Please copy every line of the data in which the string "hooks" appears.

:::::

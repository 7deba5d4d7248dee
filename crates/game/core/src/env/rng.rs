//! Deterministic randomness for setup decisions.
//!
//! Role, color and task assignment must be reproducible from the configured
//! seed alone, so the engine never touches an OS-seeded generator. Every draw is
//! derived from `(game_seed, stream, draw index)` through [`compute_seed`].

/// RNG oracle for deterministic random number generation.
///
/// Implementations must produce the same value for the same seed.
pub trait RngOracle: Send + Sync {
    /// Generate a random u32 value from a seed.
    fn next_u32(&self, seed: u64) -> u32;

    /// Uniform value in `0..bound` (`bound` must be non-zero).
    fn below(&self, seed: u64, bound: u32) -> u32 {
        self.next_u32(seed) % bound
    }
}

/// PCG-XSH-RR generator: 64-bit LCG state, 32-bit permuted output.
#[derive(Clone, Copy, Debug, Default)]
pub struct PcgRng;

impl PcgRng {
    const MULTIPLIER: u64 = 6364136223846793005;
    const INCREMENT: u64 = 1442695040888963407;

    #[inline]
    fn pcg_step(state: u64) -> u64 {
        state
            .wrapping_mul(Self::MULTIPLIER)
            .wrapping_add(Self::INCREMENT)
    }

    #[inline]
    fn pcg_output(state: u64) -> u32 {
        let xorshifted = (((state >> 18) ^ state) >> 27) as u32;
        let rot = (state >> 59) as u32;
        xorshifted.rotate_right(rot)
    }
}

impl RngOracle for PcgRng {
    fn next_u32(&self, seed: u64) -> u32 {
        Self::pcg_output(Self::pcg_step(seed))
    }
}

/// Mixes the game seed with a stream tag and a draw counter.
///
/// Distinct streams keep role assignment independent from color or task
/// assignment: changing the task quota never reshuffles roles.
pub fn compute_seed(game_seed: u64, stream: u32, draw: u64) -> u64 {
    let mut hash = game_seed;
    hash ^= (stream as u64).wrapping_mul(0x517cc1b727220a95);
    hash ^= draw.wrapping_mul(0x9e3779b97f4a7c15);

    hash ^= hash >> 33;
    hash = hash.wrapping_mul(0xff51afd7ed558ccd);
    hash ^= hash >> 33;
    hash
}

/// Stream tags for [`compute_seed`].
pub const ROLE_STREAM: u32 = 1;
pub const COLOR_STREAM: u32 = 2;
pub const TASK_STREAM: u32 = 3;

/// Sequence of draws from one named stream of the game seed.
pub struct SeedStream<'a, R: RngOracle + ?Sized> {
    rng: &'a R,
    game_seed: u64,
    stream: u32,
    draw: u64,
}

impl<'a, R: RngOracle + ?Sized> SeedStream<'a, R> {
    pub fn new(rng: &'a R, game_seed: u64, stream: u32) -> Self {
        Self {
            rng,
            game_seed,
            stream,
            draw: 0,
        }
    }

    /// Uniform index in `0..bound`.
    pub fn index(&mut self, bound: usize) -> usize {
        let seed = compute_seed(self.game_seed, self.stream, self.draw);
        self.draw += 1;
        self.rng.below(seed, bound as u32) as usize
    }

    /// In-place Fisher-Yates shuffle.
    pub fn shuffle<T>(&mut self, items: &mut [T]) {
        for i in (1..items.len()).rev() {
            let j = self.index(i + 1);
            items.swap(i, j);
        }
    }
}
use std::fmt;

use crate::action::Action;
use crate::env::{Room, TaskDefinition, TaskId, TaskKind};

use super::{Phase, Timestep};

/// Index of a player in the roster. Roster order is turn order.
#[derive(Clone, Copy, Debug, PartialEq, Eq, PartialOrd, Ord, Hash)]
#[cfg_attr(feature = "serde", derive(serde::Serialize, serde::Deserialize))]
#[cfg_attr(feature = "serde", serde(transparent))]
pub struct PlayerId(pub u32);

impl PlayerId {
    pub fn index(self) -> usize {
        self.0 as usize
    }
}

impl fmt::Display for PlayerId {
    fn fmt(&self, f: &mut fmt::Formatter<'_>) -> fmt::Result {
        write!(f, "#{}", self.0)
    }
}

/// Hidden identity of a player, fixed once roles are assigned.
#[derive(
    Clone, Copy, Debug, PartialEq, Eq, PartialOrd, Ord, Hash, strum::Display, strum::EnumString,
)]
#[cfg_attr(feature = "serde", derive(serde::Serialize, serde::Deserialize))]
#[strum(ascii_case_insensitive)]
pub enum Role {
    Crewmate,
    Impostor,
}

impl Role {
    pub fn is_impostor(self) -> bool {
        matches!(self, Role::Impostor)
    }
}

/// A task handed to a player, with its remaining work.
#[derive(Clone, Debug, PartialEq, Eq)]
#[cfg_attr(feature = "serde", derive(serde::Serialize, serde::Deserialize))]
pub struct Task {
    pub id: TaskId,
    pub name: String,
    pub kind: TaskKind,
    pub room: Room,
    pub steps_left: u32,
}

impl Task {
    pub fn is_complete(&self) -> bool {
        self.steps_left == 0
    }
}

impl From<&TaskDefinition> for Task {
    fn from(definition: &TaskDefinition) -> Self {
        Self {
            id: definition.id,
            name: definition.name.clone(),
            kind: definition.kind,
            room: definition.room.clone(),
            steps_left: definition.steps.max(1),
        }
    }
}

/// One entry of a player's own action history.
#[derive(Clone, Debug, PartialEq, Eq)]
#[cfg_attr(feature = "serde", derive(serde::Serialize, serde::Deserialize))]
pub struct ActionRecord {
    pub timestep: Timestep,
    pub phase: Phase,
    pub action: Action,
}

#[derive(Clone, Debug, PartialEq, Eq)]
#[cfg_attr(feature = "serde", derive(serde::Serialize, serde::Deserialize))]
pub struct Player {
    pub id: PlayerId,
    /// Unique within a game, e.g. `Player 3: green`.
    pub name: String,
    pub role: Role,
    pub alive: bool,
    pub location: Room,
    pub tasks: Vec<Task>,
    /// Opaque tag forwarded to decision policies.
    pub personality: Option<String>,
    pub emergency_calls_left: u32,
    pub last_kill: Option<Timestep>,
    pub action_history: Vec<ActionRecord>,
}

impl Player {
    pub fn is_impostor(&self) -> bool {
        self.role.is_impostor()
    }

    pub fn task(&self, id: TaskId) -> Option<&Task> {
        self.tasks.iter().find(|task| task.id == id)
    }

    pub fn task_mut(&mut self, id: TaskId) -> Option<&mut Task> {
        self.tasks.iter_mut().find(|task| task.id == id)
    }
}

:::::

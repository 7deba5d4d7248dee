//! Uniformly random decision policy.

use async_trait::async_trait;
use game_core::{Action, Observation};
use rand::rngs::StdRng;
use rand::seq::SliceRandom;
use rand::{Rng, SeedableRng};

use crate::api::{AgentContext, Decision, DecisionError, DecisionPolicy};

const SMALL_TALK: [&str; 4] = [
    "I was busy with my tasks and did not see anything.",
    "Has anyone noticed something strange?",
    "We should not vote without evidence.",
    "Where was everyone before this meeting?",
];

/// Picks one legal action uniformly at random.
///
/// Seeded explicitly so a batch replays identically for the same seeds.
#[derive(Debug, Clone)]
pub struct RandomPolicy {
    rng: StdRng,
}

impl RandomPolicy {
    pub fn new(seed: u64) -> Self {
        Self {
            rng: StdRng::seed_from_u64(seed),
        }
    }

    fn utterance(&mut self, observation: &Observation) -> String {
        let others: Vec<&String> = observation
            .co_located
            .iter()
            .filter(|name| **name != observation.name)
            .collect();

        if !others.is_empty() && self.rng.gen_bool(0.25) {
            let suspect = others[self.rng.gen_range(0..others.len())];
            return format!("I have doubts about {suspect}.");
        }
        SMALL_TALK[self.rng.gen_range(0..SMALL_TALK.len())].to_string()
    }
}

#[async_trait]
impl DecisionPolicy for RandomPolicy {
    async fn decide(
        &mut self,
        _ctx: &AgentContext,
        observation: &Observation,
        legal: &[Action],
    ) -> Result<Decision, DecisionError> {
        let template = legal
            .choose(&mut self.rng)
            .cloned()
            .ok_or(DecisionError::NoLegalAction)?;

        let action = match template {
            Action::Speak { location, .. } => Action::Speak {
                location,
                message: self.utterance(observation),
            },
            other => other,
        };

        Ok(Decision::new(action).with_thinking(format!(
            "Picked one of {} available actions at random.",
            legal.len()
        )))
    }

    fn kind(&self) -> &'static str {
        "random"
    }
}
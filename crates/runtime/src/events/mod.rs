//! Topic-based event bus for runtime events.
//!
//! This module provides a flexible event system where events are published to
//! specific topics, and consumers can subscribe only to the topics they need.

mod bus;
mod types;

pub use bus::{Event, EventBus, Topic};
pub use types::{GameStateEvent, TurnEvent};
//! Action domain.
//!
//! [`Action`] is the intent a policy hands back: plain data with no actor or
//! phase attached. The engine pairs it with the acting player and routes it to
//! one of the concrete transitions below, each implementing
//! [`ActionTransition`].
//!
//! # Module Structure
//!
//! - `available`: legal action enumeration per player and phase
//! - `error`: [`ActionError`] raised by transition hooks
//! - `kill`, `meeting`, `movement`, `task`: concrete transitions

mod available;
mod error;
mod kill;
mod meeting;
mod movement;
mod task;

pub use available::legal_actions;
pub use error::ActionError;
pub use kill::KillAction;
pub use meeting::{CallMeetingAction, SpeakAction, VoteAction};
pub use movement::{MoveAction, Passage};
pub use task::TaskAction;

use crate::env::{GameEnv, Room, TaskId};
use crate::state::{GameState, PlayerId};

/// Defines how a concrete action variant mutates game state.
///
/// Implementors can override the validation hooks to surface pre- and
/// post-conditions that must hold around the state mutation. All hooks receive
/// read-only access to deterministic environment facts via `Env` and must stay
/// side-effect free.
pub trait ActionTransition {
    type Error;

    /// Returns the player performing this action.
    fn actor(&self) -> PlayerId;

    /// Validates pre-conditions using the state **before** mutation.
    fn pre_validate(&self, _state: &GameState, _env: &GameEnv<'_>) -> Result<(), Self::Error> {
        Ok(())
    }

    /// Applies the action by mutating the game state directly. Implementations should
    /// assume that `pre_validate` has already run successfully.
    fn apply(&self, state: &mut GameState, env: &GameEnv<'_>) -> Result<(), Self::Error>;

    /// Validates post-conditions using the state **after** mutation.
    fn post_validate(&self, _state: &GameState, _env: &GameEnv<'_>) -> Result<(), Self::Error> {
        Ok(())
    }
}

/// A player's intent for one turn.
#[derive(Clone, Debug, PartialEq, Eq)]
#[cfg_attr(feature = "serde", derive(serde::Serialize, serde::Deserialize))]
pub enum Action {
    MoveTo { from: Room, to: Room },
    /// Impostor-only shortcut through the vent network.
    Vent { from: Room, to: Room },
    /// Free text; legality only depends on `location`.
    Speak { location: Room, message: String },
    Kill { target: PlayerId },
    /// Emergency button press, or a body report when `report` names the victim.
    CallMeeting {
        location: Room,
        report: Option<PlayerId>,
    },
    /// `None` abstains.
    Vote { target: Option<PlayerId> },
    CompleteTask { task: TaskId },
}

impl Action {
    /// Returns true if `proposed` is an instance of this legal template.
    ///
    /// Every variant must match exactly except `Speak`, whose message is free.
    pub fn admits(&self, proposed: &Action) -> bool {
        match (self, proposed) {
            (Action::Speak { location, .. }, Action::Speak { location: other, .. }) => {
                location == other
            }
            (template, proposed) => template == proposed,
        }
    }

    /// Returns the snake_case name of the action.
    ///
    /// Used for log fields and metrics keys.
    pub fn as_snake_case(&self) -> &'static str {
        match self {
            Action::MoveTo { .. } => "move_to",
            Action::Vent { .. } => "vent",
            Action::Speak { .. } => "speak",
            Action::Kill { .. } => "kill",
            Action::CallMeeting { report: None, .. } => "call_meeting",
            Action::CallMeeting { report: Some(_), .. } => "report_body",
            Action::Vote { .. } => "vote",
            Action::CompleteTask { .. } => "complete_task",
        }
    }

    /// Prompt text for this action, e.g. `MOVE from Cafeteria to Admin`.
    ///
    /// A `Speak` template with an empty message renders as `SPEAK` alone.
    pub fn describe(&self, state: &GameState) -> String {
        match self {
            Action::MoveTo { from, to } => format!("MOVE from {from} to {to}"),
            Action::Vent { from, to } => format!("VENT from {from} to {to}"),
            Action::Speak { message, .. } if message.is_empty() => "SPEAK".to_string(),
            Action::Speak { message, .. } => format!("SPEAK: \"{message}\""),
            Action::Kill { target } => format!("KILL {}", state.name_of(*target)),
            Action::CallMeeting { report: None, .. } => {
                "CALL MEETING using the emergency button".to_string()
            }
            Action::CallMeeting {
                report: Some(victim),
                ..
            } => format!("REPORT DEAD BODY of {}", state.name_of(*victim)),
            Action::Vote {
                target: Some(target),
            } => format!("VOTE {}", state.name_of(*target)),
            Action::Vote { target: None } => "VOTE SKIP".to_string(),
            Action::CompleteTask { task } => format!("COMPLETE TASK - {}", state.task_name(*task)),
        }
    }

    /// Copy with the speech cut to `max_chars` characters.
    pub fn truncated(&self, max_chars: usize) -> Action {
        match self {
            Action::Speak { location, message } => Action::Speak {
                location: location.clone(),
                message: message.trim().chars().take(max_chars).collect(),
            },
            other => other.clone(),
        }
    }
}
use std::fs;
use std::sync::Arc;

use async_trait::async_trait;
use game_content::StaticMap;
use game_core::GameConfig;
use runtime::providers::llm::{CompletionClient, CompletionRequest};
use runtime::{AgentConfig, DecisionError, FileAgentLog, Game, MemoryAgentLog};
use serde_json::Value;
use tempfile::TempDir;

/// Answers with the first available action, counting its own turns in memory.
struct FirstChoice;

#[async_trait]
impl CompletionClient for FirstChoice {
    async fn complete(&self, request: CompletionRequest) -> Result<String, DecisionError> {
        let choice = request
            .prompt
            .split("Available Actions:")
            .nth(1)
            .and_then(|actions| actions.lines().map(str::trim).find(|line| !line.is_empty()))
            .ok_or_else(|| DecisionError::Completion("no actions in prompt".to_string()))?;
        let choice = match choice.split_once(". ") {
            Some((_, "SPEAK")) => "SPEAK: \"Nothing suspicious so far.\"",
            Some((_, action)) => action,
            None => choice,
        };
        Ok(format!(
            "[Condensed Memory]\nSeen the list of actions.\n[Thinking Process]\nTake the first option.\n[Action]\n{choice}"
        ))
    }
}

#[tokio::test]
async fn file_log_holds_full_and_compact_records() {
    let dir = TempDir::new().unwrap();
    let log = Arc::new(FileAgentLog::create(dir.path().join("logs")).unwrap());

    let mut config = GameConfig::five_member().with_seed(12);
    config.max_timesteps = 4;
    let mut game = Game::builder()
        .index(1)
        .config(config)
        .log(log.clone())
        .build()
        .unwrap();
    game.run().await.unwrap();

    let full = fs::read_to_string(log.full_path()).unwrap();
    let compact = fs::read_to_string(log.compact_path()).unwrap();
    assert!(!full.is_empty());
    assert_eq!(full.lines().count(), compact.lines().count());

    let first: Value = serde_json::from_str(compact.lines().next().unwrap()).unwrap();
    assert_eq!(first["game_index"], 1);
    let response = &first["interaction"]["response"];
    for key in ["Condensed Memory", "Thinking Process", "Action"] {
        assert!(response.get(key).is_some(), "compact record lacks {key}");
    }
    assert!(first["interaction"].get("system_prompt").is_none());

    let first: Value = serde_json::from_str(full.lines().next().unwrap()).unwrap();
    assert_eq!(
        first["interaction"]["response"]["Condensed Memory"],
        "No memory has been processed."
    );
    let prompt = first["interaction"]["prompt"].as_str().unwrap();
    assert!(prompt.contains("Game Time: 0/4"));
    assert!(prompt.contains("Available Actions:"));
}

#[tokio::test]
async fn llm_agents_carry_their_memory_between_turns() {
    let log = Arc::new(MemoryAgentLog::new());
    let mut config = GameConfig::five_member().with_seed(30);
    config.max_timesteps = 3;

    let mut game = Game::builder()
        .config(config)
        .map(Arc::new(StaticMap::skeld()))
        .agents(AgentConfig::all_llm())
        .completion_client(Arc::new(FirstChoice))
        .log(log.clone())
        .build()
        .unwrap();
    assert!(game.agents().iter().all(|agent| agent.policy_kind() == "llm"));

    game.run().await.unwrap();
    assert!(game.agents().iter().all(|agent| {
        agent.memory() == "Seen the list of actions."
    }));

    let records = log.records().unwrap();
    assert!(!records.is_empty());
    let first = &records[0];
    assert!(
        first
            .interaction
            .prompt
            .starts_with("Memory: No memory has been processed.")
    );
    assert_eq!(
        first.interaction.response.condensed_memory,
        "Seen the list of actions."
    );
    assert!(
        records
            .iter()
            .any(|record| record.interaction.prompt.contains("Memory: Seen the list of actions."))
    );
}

:::::

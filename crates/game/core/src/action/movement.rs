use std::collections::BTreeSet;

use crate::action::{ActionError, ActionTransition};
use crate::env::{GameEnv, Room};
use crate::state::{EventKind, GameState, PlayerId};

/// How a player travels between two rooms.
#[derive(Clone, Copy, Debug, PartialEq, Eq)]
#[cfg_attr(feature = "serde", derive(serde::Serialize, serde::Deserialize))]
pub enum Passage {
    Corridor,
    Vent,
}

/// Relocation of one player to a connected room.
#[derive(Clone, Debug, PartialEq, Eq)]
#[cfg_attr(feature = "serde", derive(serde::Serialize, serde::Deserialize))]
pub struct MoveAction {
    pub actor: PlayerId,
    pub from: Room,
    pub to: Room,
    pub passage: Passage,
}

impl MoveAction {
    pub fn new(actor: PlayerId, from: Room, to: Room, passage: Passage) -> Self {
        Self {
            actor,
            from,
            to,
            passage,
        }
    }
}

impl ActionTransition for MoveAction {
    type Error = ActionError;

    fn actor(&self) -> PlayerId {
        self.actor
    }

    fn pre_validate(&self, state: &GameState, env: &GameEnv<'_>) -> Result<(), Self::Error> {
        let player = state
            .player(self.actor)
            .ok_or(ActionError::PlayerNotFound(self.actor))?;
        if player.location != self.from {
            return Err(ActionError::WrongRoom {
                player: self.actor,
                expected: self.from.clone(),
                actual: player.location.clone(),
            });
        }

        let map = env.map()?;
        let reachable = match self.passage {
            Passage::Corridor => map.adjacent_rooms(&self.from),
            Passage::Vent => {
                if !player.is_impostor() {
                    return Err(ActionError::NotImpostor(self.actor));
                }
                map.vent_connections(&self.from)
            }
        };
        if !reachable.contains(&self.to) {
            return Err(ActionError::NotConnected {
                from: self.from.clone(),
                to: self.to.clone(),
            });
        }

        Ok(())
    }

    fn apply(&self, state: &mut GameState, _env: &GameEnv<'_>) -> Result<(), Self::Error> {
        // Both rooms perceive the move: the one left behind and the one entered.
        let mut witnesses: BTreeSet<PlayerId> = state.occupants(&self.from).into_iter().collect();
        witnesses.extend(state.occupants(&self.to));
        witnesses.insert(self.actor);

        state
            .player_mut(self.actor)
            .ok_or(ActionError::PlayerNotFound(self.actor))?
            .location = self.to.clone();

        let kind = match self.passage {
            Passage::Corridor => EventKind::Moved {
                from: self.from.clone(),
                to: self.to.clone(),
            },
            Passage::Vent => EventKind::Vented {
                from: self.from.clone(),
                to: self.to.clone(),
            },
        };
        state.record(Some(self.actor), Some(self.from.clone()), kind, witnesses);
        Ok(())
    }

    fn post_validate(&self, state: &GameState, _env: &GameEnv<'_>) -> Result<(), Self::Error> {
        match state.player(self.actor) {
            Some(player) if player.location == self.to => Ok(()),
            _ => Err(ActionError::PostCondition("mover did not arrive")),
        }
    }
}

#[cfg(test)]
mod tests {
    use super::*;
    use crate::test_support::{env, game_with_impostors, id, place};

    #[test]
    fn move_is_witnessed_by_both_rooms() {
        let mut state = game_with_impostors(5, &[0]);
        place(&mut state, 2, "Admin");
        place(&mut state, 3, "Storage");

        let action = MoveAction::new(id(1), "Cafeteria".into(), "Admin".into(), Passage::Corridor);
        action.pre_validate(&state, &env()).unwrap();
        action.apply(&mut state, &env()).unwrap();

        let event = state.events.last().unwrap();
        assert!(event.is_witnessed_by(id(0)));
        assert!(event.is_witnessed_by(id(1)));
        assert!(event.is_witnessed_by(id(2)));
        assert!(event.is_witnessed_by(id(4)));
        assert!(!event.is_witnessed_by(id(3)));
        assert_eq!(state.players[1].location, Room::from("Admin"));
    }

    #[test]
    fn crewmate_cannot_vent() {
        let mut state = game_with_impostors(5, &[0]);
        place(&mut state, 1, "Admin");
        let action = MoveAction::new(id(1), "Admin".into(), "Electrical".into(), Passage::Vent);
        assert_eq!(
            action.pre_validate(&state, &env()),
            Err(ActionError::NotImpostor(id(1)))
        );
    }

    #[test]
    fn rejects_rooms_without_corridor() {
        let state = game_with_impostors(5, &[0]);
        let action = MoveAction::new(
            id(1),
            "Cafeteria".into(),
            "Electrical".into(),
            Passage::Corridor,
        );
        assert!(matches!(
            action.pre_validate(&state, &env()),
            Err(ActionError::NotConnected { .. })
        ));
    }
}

:::::

• ANSWER TO THIS PROBLEM
//! - `error`: [`ActionError`] raised by transition hooks
/// Implementors can override the validation hooks to surface pre- and
/// post-conditions that must hold around the state mutation. All hooks receive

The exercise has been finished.